# Tough pick 4 Charlotte



## WhoDaBest23 (Apr 16, 2003)

Every team needs a leader n Charlotte will need one fer sure bein a new team. I think they should go n get either a center or a point guard cus those are the 2 keys to success in the NBA. A good point guard or a good center. They can get a good one too, havin da 4th pick in da draft. But lookin at da 2004 mock draft, you don't really see any1 dat STANDS out. Its gonna be a tough pick 4 Charlotte.


----------



## SkywalkerAC (Sep 20, 2002)

lampe, perovic, splitter, and Ha are internationals that may be there for charlotte.
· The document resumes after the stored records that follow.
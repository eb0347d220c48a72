//! Wires every component (C1-C11) into one running process: the actix-web
//! surface (health check, metrics scrape, webhook intake) plus the
//! background services (orchestrator, user workers, sync, webhook
//! pipeline). Shape follows the teacher's `Application::build`/`run`
//! split, generalized from a single HTTP server to an HTTP server plus a
//! handful of `Arc`-shared background services that `main.rs` spawns
//! alongside it.

use std::net::TcpListener;
use std::sync::Arc;

use actix_web::dev::Server;
use actix_web::web;
use actix_web::App;
use actix_web::HttpServer;
use metrics_exporter_prometheus::PrometheusHandle;
use redis::aio::ConnectionManager;
use secrecy::ExposeSecret;
use sqlx::postgres::PgPoolOptions;
use sqlx::PgPool;
use tokio_util::sync::CancellationToken;
use tracing_actix_web::TracingLogger;

use crate::analytics::AnalyticsSink;
use crate::analytics::ClickHouseAnalyticsSink;
use crate::circuit_breaker::CircuitBreakerConfig;
use crate::configuration::Settings;
use crate::hotstate::HotStateManager;
use crate::hotstate::HotStateTtls;
use crate::http_client::ResilientHttpClient;
use crate::http_client::RetryConfig;
use crate::orchestrator::Orchestrator;
use crate::orchestrator::OrchestratorSettings;
use crate::queue::nats::NatsQueue;
use crate::queue::MessageQueue;
use crate::rate_limit::bucket::TokenBucket;
use crate::rate_limit::registry::RateLimitRegistry;
use crate::rate_limit::registry::RegistrySettings;
use crate::routes::health_check;
use crate::routes::metrics_scrape;
use crate::routes::webhook_intake;
use crate::routes::WebhookIntakeState;
use crate::sync::SyncService;
use crate::sync::SyncSettings;
use crate::webhook::matcher::WebhookMatcher;
use crate::webhook::WebhookPipeline;
use crate::webhook::WebhookPipelineSettings;
use crate::worker::UserWorkerFactory;
use crate::worker::WorkerSettings;

pub fn get_connection_pool(cfg: &Settings) -> PgPool {
    PgPoolOptions::new().connect_lazy(cfg.database_url()).expect("failed to build db connection pool")
}

async fn connect_redis(url: &str) -> Result<ConnectionManager, anyhow::Error> {
    let client = redis::Client::open(url)?;
    Ok(ConnectionManager::new(client).await?)
}

/// Every service that runs independently of the HTTP surface: the batch
/// orchestrator's `sys.batch.process` consumer, the Postgres sync sweep,
/// and the webhook ingestion pipeline. `main.rs` spawns each `run` future
/// alongside `Application::run_until_stopped`.
pub struct BackgroundServices {
    pub orchestrator: Arc<Orchestrator>,
    pub sync_service: Arc<SyncService>,
    pub webhook_pipeline: Arc<WebhookPipeline>,
}

/// Wrapper for actix's `Server` with access to the bound port, mirroring
/// the teacher's `Application`. Not to be confused with actix's `App`!
pub struct Application {
    port: u16,
    server: Server,
}

impl Application {
    pub async fn build(cfg: Settings) -> Result<(Self, BackgroundServices), anyhow::Error> {
        let addr = format!("{}:{}", cfg.http_host, cfg.http_port);
        let listener = TcpListener::bind(addr)?;
        let port = listener.local_addr()?.port();

        let pool = get_connection_pool(&cfg);
        let redis = connect_redis(cfg.dragonfly_url.expose_secret()).await?;
        let redis_critical = connect_redis(cfg.dragonfly_critical_url.expose_secret()).await?;

        let circuit_cfg = CircuitBreakerConfig::default();
        let hot_state = Arc::new(HotStateManager::new(
            redis_critical.clone(),
            circuit_cfg,
            HotStateTtls::default(),
        ));

        let bucket = TokenBucket::new(redis.clone());
        let rate_limiter = Arc::new(RateLimitRegistry::new(
            bucket,
            RegistrySettings {
                system_rate_per_second: cfg.system_rate_limit,
                default_provider_rate_per_second: cfg.rate_limit_per_second,
                disabled: cfg.disable_rate_limit,
            },
        ));

        let http = Arc::new(ResilientHttpClient::new(redis.clone(), RetryConfig::default(), circuit_cfg));

        let queue: Arc<dyn MessageQueue> =
            Arc::new(NatsQueue::connect(&cfg.nats_cluster, cfg.nats_tls_enabled).await?);

        let analytics: Arc<dyn AnalyticsSink> = Arc::new(ClickHouseAnalyticsSink::new(
            &cfg.clickhouse_url,
            &cfg.clickhouse_database,
            cfg.webhook_batch_size,
            cfg.webhook_flush_interval(),
        ));

        let worker_factory = Arc::new(UserWorkerFactory::new(
            pool.clone(),
            hot_state.clone(),
            rate_limiter.clone(),
            queue.clone(),
            analytics.clone(),
            http.clone(),
            WorkerSettings {
                max_concurrent: cfg.max_concurrent_requests,
                dry_run_latency_min_ms: cfg.dry_run_latency_min_ms,
                dry_run_latency_max_ms: cfg.dry_run_latency_max_ms,
                ..WorkerSettings::default()
            },
        ));

        let orchestrator = Arc::new(Orchestrator::new(
            pool.clone(),
            hot_state.clone(),
            queue.clone(),
            worker_factory,
            analytics.clone(),
            OrchestratorSettings {
                max_in_flight: cfg.concurrent_batches,
                ..OrchestratorSettings::default()
            },
        ));

        let sync_service = Arc::new(SyncService::new(pool.clone(), hot_state.clone(), SyncSettings::default()));

        let matcher = WebhookMatcher::new(redis_critical.clone(), analytics.clone(), pool.clone());
        let webhook_pipeline = Arc::new(WebhookPipeline::new(
            queue.clone(),
            pool.clone(),
            hot_state.clone(),
            matcher,
            analytics.clone(),
            WebhookPipelineSettings {
                batch_size: cfg.webhook_batch_size,
                flush_interval: cfg.webhook_flush_interval(),
                max_deliver: cfg.webhook_max_retries,
                ..WebhookPipelineSettings::default()
            },
        ));

        let metrics_handle = crate::telemetry::init_metrics_recorder();
        let webhook_intake_state = web::Data::new(WebhookIntakeState {
            queue: queue.clone(),
            webhook_secret: cfg.webhook_secret.clone(),
        });

        let server = run(listener, metrics_handle, webhook_intake_state).await?;

        Ok((
            Self { port, server },
            BackgroundServices { orchestrator, sync_service, webhook_pipeline },
        ))
    }

    pub fn get_port(&self) -> u16 { self.port }

    pub async fn run_until_stopped(self) -> Result<(), std::io::Error> { self.server.await }
}

async fn run(
    listener: TcpListener,
    metrics_handle: PrometheusHandle,
    webhook_intake_state: web::Data<WebhookIntakeState>,
) -> Result<Server, anyhow::Error> {
    let metrics_handle = web::Data::new(metrics_handle);

    let server = HttpServer::new(move || {
        App::new()
            .wrap(TracingLogger::default())
            .route("/health_check", web::get().to(health_check))
            .route("/metrics", web::get().to(metrics_scrape))
            .route("/webhooks/{provider}", web::post().to(webhook_intake))
            .app_data(metrics_handle.clone())
            .app_data(webhook_intake_state.clone())
    })
    .listen(listener)?
    .run();

    Ok(server)
}

/// A future that can be awaited in `main.rs`'s `tokio::select!` alongside
/// the HTTP server, grounded on the teacher's `init_delivery_worker`/
/// `init_expiry_worker` pattern.
pub async fn run_orchestrator(orchestrator: Arc<Orchestrator>, shutdown: CancellationToken) -> Result<(), anyhow::Error> {
    orchestrator.run(shutdown).await
}

pub async fn run_sync_service(sync_service: Arc<SyncService>, shutdown: CancellationToken) {
    sync_service.run(shutdown).await
}

pub async fn run_webhook_pipeline(
    pipeline: Arc<WebhookPipeline>,
    shutdown: CancellationToken,
) -> Result<(), anyhow::Error> {
    pipeline.run(shutdown).await
}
TJ Ford could also be there at 4, depending on how hyped these guys become over the next year. then there are the HS kids that may not declare this year- outlaw, charlie V, lang, etc. should be a decent draft for charlotte to get started. 

i'm excited to see what this team can do in its first 5 years. being in the eastern conference with a fresh start (compared to the ugly position that many teams are in) they could rise quite quickly.


----------



## ATLien (Jun 18, 2002)

Raymond Felton:yes: all those euro bigs will go early... okafor is small


----------



## RetroDreams (Jun 9, 2002)

I don't see Charlotte going foreign. If anything, I wouldn't be surprised if they didn't take someone regional to help boost initial ticket sales, etc.
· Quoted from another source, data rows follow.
use actix_web::web;
use actix_web::HttpResponse;
use metrics_exporter_prometheus::PrometheusHandle;

pub async fn metrics_scrape(handle: web::Data<PrometheusHandle>) -> HttpResponse {
    HttpResponse::Ok().content_type("text/plain; version=0.0.4").body(handle.render())
}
If Chris Bosh comes out, he would be a pick I could see them making or someone from the SEC or South.


----------



## ATLien (Jun 18, 2002)

...... or the ACC. North Carolina has 3 awesome basketball programs (UNC, Duke, WF) all in the ACC. I really like Felton's potential. But rarely do PGs become franchise players, even really good ones


----------



## Marcus13 (Jul 17, 2002)

two words: *BEN GORDON!*


----------



## MAS RipCity (Feb 22, 2003)

Emeka,if he is still around.


----------



## FSH (Aug 3, 2002)

Emeka will go first...Hakim Warrick might still be around they should get him..


----------



## Gibson (Jun 10, 2002)

Raymond Felton seems to make the most sense. He's a very quick point quard and could make an impact in his first year. He could make an impact like Damon Stoudamire did with the Raptors his first year, which would help gain interest in the team. Not to mention the fact that he would be a fan favorite as he plays out of North Carolina.


----------



## freakofnature (Mar 30, 2003)

Stay away from Felton. He's the Heat's future PG!


----------



## thegza (Feb 18, 2003)

> Originally posted by <b>Four_Season_Hustler</b>!
> Emeka will go first...Hakim Warrick might still be around they should get him..
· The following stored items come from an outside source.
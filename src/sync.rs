//! Postgres sync service (C9): drains hot state's pending-sync set into the
//! durable store and finalizes completed batches. Same periodic-loop shape
//! as the teacher's `idempotency::expiry` worker, generalized from a single
//! `DELETE` sweep to a per-batch bulk-apply reconciliation.

use std::sync::atomic::AtomicBool;
use std::sync::atomic::Ordering;
use std::sync::Arc;
use std::time::Duration;

use chrono::DateTime;
use chrono::Utc;
use sqlx::PgPool;
use tokio_util::sync::CancellationToken;
use uuid::Uuid;

use crate::domain::BatchStatus;
use crate::hotstate::compact::CompactState;
use crate::hotstate::HotStateManager;

#[derive(Debug, Clone, Copy)]
pub struct SyncSettings {
    pub interval: Duration,
    pub max_recipients_per_sync: usize,
}

impl Default for SyncSettings {
    fn default() -> Self {
        Self { interval: Duration::from_millis(2000), max_recipients_per_sync: 500 }
    }
}

pub struct SyncService {
    pool: PgPool,
    hot_state: Arc<HotStateManager>,
    settings: SyncSettings,
    running: AtomicBool,
}

impl SyncService {
    pub fn new(pool: PgPool, hot_state: Arc<HotStateManager>, settings: SyncSettings) -> Self {
        Self { pool, hot_state, settings, running: AtomicBool::new(false) }
    }

    /// Ticks every `settings.interval`; runs one final cycle after
    /// `shutdown` is cancelled so no committed hot-state update is lost
    /// (§4.9).
    pub async fn run(self: Arc<Self>, shutdown: CancellationToken) {
        let mut tick = tokio::time::interval(self.settings.interval);
        loop {
            tokio::select! {
                _ = tick.tick() => {
                    self.run_cycle().await;
                }
                _ = shutdown.cancelled() => {
                    tracing::info!("sync service shutting down, running final cycle");
                    self.run_cycle().await;
                    return;
                }
            }
        }
    }

    /// Only one cycle runs at a time per replica; concurrent callers (the
    /// timer firing again before the previous cycle returned) simply skip.
    /// Racing replicas are safe — see §4.9 concurrency note.
    async fn run_cycle(&self) {
        if self.running.swap(true, Ordering::SeqCst) {
            return;
        }
        let batch_ids = match self.hot_state.get_active_batch_ids().await {
            Ok(ids) => ids,
            Err(e) => {
                tracing::error!(error = %e, "sync cycle: could not list active batches");
                self.running.store(false, Ordering::SeqCst);
                return;
            }
        };
        for batch_id in batch_ids {
            if let Err(e) = self.sync_batch(batch_id).await {
                tracing::error!(%batch_id, error = %e, "sync cycle failed for batch, will retry next cycle");
            }
        }
        self.running.store(false, Ordering::SeqCst);
    }

    async fn sync_batch(&self, batch_id: Uuid) -> Result<(), anyhow::Error> {
        let pending =
            self.hot_state.get_pending_sync_recipients(batch_id, self.settings.max_recipients_per_sync).await?;
        if pending.is_empty() {
            self.finalize_if_complete(batch_id).await?;
            return Ok(());
        }

        let states = self.hot_state.get_recipient_states(batch_id, &pending).await?;
        let mut sent_rows = Vec::new();
        let mut failed_rows = Vec::new();
        for (id, state) in &states {
            match state {
                CompactState::Sent { sent_at_ms, provider_message_id } => {
                    sent_rows.push((*id, ms_to_datetime(*sent_at_ms), provider_message_id.clone()));
                }
                CompactState::Failed { error_message } => {
                    failed_rows.push((*id, error_message.clone()));
                }
                // Bounced/Complained are written by the webhook pipeline
                // directly to the durable store (§4.10), never through
                // pending-sync.
                _ => {}
            }
        }

        if !sent_rows.is_empty() {
            self.bulk_apply_sent(&sent_rows).await?;
        }
        if !failed_rows.is_empty() {
            self.bulk_apply_failed(&failed_rows).await?;
        }

        let synced_ids: Vec<Uuid> = states.keys().copied().collect();
        self.hot_state.mark_synced(batch_id, &synced_ids).await?;

        let counters = self.hot_state.get_counters(batch_id).await?;
        self.mirror_counters(batch_id, counters.sent, counters.failed).await?;

        self.finalize_if_complete(batch_id).await?;
        Ok(())
    }

    /// Guarded by `status = 'queued'`: sync is the transition that first
    /// makes a recipient terminal, so it must never downgrade a row the
    /// webhook pipeline has already advanced past `sent` (I2/P4).
    async fn bulk_apply_sent(
        &self,
        rows: &[(Uuid, DateTime<Utc>, String)],
    ) -> Result<(), anyhow::Error> {
        let ids: Vec<Uuid> = rows.iter().map(|r| r.0).collect();
        let sent_ats: Vec<DateTime<Utc>> = rows.iter().map(|r| r.1).collect();
        let provider_ids: Vec<String> = rows.iter().map(|r| r.2.clone()).collect();

        sqlx::query!(
            r#"
            UPDATE recipients AS r
            SET status = 'sent', sent_at = v.sent_at, provider_message_id = v.provider_message_id,
                updated_at = now()
            FROM UNNEST($1::uuid[], $2::timestamptz[], $3::text[]) AS v(id, sent_at, provider_message_id)
            WHERE r.id = v.id AND r.status = 'queued'
            "#,
            &ids,
            &sent_ats,
            &provider_ids,
        )
        .execute(&self.pool)
        .await?;
        Ok(())
    }

    async fn bulk_apply_failed(&self, rows: &[(Uuid, String)]) -> Result<(), anyhow::Error> {
        let ids: Vec<Uuid> = rows.iter().map(|r| r.0).collect();
        let errors: Vec<String> = rows.iter().map(|r| r.1.clone()).collect();

        sqlx::query!(
            r#"
            UPDATE recipients AS r
            SET status = 'failed', error_message = v.error_message, updated_at = now()
            FROM UNNEST($1::uuid[], $2::text[]) AS v(id, error_message)
            WHERE r.id = v.id AND r.status = 'queued'
            "#,
            &ids,
            &errors,
        )
        .execute(&self.pool)
        .await?;
        Ok(())
    }

    /// Last writer wins (§4.9); caps enforce P3.
    async fn mirror_counters(&self, batch_id: Uuid, sent: i64, failed: i64) -> Result<(), anyhow::Error> {
        sqlx::query!(
            r#"
            UPDATE batches
            SET sent_count = LEAST($2, total_recipients), failed_count = LEAST($3, total_recipients)
            WHERE id = $1
            "#,
            batch_id,
            sent,
            failed,
        )
        .execute(&self.pool)
        .await?;
        Ok(())
    }

    async fn finalize_if_complete(&self, batch_id: Uuid) -> Result<(), anyhow::Error> {
        if !self.hot_state.is_batch_complete(batch_id).await? {
            return Ok(());
        }
        let still_pending = self.hot_state.get_pending_sync_recipients(batch_id, 1).await?;
        if !still_pending.is_empty() {
            return Ok(());
        }

        let row = sqlx::query!(
            r#"SELECT status AS "status: BatchStatus" FROM batches WHERE id = $1"#,
            batch_id
        )
        .fetch_optional(&self.pool)
        .await?;
        let Some(row) = row else { return Ok(()) };
        if row.status == BatchStatus::Completed {
            return Ok(());
        }

        sqlx::query!(
            r#"UPDATE batches SET status = 'completed', completed_at = now() WHERE id = $1"#,
            batch_id
        )
        .execute(&self.pool)
        .await?;
        self.hot_state.mark_batch_completed(batch_id).await?;
        metrics::counter!("batches_processed_total", "status" => "completed").increment(1);
        tracing::info!(%batch_id, "batch finalized by sync service");
        Ok(())
    }
}

fn ms_to_datetime(ms: i64) -> DateTime<Utc> {
    DateTime::from_timestamp_millis(ms).unwrap_or_else(Utc::now)
}

#[cfg(test)]
mod tests {
    use super::*;

    #[test]
    fn ms_to_datetime_round_trips_millis() {
        let now = Utc::now();
        let ms = now.timestamp_millis();
        let back = ms_to_datetime(ms);
        assert_eq!(back.timestamp_millis(), ms);
    }

    #[test]
    fn ms_to_datetime_falls_back_to_now_on_overflow() {
        // i64::MAX milliseconds overflows what chrono can represent as a
        // `DateTime<Utc>`, so the fallback must kick in rather than panic.
        let before = Utc::now();
        let result = ms_to_datetime(i64::MAX);
        assert!(result >= before);
    }

    #[test]
    fn default_settings_match_documented_cadence() {
        let settings = SyncSettings::default();
        assert_eq!(settings.interval, Duration::from_millis(2000));
        assert_eq!(settings.max_recipients_per_sync, 500);
    }
}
Hakim Warrick will probably be around with the #3 or #4 pick if Charlotte is really interested in him. His athletic ability will take him places. He seems like a better Darius Miles.


----------



## dmilesai (Jul 19, 2002)

Get a player at one of the 3 hard to fill position, C, PF, and SF. I say grab an American player, because IMO, that's the best way to start off a franchise. A guy that is fluent in English and can play ball. IMO, it wouldn't be good for the franchise to grab a guy like Splitter or Perovic. The best choice obviously would be Okafor. Defensive monster, a genius, and has some good offensive moves. If he's not there, I say grab Felton, Torin Francis, or Paul Davis. Davis and Francis aren't popular choices for the pick, but I think they will increase their value in the draft during the college season.


----------



## SkywalkerAC (Sep 20, 2002)

if perovic is the kind of athlete that i've heard he is, i think charlotte has to take this guy if he's still on the board.


----------